TASK INSTRUCTIONS => Using the records below, filter for lines that contain the string "minus" and copy them out.
━━━ LISTED RECORDS ━━━
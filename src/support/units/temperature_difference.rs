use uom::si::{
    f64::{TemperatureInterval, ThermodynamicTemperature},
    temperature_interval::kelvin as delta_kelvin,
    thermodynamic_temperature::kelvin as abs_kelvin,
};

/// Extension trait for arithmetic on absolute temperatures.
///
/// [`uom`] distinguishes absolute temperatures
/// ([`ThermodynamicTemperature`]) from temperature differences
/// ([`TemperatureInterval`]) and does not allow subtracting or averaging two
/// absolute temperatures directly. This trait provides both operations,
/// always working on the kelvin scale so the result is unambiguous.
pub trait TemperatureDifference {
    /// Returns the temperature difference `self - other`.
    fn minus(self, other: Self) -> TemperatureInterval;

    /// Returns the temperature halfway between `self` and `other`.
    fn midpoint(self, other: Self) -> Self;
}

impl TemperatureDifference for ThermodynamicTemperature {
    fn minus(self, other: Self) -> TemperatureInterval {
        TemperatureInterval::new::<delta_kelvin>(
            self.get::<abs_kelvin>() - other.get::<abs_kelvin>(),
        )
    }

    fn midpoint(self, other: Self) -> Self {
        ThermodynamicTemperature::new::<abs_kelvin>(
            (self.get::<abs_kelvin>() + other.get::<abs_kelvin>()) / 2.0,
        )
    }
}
━━━
FINISHED TASK =>
    fn minus(self, other: Self) -> TemperatureInterval;
    fn minus(self, other: Self) -> TemperatureInterval {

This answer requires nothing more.